[Dataset entries]
-- Opening Marker --

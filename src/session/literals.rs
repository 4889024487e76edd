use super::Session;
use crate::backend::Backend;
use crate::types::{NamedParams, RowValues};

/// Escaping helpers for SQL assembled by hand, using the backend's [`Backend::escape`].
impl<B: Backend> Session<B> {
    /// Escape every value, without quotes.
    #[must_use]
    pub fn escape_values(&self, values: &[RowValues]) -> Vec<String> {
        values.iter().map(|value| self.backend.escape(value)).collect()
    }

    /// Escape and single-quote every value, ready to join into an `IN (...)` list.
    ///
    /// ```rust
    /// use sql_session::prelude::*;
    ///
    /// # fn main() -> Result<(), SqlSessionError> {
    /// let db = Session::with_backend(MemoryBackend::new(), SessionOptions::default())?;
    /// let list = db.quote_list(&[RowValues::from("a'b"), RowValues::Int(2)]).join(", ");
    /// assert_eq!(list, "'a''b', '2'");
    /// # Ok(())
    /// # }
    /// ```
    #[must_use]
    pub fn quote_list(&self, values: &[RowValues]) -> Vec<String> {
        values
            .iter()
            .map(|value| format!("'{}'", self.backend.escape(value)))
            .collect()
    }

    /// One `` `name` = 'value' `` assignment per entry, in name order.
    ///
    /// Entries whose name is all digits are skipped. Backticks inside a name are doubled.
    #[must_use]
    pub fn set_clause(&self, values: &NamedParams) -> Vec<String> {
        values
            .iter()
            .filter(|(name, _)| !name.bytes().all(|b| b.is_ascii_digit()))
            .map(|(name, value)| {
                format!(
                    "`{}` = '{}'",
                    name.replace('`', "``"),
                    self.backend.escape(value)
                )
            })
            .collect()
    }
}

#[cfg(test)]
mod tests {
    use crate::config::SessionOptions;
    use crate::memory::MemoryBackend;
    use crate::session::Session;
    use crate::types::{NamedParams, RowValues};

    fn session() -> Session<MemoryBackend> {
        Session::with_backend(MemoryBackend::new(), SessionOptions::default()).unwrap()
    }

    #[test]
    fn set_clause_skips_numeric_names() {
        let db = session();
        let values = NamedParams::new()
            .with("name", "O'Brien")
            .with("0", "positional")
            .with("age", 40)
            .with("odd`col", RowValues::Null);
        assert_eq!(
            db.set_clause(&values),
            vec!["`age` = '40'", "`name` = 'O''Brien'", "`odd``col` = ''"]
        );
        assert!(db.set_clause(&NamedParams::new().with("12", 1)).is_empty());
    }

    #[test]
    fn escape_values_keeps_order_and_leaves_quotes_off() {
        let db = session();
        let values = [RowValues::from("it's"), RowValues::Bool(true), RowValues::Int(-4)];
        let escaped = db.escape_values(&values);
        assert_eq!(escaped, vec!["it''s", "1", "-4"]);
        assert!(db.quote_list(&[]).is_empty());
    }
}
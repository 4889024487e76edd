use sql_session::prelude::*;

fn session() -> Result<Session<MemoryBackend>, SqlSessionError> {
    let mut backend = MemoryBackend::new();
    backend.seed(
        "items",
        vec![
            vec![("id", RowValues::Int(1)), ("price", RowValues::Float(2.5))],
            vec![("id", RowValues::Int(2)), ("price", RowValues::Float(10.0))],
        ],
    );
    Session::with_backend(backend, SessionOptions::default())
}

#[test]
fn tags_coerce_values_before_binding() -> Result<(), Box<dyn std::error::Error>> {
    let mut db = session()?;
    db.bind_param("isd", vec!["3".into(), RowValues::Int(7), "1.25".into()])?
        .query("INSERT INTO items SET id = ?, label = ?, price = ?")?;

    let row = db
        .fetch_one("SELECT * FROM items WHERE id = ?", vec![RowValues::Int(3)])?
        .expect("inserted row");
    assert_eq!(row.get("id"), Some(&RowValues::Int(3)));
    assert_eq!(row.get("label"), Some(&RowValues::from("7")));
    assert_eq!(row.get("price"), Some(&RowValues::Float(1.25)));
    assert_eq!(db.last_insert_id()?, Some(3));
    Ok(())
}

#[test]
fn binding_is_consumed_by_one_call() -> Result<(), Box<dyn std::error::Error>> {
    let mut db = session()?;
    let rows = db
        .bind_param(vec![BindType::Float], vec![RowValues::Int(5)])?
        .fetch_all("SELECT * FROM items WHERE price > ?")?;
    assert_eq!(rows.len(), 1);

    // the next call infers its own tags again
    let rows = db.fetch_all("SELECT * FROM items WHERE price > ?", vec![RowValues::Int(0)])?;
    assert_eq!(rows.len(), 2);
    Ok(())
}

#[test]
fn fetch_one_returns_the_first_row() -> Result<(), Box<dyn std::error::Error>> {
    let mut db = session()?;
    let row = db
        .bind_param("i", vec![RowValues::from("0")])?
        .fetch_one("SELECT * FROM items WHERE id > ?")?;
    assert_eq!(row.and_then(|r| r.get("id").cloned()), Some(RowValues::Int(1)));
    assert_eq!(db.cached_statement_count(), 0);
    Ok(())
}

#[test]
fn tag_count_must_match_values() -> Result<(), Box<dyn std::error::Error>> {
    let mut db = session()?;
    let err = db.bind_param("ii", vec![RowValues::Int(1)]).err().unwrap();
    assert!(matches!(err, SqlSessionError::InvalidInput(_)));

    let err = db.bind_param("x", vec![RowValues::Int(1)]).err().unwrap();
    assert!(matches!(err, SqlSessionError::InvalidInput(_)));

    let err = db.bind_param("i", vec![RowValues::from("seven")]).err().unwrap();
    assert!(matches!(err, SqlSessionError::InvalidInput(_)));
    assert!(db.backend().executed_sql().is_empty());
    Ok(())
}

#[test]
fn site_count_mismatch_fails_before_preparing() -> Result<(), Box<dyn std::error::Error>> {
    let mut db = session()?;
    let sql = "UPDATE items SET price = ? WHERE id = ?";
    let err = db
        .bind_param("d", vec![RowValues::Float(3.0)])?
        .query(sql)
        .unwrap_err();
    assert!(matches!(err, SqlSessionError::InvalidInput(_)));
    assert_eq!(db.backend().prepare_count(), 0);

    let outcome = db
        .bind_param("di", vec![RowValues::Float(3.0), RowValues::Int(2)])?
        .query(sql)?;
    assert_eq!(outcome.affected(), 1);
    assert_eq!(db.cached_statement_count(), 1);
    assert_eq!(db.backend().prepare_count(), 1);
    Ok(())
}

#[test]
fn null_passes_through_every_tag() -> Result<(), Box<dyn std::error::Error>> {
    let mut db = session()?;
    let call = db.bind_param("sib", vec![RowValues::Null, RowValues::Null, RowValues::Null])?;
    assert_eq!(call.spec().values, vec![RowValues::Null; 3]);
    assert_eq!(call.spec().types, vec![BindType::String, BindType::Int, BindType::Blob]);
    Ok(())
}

-- Closing Marker --

**The problem**. What must be returned is the line with "vec![BindType::String, BindType::Int, BindType::Blob]);" plus every line after it to the end of the entries, exactly as they appear.

**Written response**.
    assert_eq!(call.spec().types, vec![BindType::String, BindType::Int, BindType::Blob]);
    Ok(())
}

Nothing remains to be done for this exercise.